» **Entries provided**
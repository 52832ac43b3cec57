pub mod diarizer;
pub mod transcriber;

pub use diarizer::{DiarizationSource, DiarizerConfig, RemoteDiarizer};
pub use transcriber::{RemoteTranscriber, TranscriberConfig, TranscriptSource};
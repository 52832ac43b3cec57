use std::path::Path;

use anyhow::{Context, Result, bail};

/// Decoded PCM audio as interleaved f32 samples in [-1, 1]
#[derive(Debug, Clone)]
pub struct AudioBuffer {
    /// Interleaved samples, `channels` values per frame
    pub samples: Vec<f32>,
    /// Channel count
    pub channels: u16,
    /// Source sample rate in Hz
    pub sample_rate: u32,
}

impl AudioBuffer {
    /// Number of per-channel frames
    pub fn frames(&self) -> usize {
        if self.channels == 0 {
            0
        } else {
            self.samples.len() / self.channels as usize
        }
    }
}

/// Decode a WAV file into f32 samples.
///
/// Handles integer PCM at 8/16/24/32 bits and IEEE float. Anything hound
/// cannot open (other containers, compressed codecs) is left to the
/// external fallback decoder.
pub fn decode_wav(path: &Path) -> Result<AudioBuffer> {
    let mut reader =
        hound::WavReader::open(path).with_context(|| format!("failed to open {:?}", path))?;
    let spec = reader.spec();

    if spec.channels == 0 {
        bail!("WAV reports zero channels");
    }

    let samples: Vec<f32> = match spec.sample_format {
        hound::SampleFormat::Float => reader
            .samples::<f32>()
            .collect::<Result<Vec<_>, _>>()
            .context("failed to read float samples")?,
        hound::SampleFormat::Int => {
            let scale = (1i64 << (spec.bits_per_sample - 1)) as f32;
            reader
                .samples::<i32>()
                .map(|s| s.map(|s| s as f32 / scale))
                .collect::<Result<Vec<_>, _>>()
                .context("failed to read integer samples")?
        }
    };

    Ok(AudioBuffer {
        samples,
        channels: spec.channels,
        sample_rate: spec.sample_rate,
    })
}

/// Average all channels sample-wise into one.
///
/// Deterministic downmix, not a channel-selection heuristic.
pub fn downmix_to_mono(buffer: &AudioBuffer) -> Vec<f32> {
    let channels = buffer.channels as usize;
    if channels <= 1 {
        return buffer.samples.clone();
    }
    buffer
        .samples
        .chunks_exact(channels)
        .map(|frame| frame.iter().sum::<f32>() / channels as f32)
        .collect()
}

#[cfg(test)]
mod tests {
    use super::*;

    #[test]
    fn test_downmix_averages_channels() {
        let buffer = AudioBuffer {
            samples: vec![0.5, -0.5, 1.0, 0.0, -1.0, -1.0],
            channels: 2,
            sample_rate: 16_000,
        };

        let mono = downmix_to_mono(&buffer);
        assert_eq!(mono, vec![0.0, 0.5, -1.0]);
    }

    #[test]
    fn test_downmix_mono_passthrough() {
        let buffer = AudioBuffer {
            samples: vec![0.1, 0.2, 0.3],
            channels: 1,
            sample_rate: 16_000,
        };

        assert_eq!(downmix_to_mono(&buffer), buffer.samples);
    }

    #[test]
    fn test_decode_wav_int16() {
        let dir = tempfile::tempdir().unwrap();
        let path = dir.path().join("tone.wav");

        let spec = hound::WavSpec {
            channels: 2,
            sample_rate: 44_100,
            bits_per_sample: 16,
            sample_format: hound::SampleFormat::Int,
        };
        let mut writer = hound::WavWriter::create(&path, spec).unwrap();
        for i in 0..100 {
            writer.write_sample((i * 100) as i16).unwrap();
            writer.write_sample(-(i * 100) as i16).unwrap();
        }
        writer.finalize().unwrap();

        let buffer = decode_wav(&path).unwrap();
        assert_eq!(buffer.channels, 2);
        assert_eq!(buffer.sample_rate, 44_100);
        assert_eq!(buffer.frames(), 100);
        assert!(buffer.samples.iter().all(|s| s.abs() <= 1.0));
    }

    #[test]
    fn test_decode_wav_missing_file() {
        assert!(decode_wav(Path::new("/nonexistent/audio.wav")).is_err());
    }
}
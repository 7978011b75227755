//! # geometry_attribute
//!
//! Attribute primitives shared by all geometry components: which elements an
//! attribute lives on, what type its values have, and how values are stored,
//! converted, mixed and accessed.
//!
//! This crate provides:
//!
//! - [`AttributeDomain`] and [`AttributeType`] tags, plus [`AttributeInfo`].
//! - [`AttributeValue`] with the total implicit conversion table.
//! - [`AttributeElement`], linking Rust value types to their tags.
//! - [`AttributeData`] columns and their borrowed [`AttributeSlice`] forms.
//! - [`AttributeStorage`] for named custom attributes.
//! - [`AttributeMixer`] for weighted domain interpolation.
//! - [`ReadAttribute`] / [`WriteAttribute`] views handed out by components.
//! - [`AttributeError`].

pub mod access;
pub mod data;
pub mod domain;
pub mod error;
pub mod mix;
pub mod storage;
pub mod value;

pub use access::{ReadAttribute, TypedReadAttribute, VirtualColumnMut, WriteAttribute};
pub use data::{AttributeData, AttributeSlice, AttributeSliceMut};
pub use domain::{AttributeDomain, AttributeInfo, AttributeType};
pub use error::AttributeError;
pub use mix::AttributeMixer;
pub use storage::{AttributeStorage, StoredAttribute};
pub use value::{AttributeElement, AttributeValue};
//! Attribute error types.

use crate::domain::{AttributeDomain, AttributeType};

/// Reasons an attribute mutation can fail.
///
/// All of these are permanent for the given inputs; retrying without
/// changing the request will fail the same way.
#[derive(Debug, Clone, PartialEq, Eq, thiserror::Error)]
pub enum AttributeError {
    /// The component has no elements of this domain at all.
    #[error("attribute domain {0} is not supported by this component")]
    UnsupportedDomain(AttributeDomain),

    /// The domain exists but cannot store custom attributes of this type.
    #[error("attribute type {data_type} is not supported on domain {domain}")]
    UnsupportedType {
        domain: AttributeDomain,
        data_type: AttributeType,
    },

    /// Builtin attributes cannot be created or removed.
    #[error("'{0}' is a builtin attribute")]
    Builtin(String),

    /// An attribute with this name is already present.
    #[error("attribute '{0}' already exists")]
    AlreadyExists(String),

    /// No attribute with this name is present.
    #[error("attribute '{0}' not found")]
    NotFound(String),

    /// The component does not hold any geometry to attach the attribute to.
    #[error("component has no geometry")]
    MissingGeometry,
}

» **What you need to do**
Show the lines of the records above that mention "ReadAttribute".

» **Reply to the task**
//! - [`ReadAttribute`] / [`WriteAttribute`] views handed out by components.
pub use access::{ReadAttribute, TypedReadAttribute, VirtualColumnMut, WriteAttribute};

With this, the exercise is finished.